== Segment start ==

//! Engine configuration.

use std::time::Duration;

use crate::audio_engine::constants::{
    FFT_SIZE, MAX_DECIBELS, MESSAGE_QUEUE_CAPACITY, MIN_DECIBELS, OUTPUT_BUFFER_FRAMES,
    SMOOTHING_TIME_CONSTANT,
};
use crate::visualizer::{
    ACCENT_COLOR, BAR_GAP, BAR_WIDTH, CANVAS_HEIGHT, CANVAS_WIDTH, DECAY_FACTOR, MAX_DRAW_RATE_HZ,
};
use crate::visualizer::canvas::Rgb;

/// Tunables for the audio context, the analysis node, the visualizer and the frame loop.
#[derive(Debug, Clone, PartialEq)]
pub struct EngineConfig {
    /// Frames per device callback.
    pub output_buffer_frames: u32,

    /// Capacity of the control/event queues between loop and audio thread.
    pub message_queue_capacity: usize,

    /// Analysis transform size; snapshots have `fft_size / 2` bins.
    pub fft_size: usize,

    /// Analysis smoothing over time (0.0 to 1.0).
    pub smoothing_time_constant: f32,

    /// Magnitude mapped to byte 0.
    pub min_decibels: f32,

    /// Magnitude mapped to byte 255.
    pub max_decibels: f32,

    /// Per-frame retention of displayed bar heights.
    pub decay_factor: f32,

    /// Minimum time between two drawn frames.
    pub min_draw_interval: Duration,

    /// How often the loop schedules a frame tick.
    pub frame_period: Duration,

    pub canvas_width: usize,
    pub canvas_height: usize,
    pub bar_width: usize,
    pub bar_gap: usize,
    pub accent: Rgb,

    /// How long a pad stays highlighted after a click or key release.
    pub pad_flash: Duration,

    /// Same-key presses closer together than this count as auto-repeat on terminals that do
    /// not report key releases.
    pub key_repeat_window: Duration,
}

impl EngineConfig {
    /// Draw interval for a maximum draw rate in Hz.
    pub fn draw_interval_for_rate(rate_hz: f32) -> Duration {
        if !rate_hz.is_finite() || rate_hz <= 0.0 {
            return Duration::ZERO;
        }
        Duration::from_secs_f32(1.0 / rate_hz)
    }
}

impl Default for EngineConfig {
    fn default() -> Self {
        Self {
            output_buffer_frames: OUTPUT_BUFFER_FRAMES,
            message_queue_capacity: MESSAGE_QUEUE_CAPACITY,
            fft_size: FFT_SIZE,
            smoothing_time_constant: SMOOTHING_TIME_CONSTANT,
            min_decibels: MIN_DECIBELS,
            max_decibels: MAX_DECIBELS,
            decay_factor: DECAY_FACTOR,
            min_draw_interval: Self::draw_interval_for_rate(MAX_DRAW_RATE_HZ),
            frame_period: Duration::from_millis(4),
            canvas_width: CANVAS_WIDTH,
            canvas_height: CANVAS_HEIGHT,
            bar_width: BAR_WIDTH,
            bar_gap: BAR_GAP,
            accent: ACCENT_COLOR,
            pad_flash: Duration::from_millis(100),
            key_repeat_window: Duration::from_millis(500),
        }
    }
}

== Segment end ==
== Segment start ==

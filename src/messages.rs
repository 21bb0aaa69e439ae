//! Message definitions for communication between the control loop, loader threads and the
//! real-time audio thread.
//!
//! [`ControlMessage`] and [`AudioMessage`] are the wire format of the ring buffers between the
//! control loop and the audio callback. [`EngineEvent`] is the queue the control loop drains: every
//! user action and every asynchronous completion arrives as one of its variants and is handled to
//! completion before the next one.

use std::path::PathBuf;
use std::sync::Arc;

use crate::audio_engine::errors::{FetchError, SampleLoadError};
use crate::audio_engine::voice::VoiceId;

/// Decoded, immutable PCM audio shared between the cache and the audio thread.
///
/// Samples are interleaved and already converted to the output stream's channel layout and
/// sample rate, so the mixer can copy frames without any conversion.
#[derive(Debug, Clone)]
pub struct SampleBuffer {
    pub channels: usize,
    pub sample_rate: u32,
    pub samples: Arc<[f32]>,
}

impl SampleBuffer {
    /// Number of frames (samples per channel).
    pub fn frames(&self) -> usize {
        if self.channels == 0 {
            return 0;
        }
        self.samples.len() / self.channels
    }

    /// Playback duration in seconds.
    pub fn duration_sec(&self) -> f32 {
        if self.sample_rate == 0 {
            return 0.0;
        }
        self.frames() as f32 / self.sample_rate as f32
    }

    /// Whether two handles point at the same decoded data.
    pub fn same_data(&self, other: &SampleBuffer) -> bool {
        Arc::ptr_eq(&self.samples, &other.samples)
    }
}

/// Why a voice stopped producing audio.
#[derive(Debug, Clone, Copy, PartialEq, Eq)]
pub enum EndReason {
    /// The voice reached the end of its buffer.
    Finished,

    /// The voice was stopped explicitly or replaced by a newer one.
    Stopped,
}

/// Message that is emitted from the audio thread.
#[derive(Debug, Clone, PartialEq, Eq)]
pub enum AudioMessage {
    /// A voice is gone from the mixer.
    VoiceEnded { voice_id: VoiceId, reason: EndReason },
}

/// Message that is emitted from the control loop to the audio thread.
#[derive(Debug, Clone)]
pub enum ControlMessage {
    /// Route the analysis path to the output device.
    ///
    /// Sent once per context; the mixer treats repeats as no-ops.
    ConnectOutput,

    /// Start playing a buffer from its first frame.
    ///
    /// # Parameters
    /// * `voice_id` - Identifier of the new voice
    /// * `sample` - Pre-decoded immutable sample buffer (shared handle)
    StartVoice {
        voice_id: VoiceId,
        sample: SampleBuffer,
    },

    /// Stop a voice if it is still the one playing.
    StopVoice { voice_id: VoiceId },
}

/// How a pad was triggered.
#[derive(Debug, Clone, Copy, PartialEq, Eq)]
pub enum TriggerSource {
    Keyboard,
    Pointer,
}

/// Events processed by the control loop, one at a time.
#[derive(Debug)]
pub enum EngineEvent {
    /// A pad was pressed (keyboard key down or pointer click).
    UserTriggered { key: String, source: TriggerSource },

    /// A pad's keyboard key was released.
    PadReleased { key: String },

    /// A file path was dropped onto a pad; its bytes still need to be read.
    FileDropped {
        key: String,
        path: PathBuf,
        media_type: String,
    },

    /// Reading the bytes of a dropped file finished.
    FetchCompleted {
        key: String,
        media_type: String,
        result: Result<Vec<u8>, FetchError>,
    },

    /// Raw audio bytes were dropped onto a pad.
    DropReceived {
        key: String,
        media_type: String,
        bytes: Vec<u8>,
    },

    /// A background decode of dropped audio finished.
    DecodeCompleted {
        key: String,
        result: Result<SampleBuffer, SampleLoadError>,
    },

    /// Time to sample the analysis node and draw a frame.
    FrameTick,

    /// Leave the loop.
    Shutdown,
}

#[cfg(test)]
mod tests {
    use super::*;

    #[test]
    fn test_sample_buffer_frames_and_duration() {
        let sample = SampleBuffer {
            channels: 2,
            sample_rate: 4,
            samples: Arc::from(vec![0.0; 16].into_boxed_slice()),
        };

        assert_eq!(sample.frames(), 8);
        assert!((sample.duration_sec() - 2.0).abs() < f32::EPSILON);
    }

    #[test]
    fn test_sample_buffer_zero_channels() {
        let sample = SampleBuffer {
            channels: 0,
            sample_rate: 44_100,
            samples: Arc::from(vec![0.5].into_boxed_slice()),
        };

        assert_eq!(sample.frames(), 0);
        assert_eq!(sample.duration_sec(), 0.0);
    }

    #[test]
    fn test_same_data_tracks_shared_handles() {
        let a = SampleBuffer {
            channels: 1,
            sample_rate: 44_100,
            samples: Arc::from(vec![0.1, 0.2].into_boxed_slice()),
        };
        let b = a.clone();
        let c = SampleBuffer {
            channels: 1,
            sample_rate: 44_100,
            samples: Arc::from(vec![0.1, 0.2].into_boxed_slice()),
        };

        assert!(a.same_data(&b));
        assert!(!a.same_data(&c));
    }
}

== Segment end ==

- _WHAT IS EXPECTED_: Where the data above reaches the line holding "pub fn same_data(&self, other: &SampleBuffer)", begin printing, and stop after the line holding "pub enum AudioMessage". Each line must be reproduced exactly, with nothing else added.

- _RESPONSE FOR THIS EXERCISE_:
    pub fn same_data(&self, other: &SampleBuffer) -> bool {
        Arc::ptr_eq(&self.samples, &other.samples)
    }
}

/// Why a voice stopped producing audio.
#[derive(Debug, Clone, Copy, PartialEq, Eq)]
pub enum EndReason {
    /// The voice reached the end of its buffer.
    Finished,

    /// The voice was stopped explicitly or replaced by a newer one.
    Stopped,
}

/// Message that is emitted from the audio thread.
#[derive(Debug, Clone, PartialEq, Eq)]
pub enum AudioMessage {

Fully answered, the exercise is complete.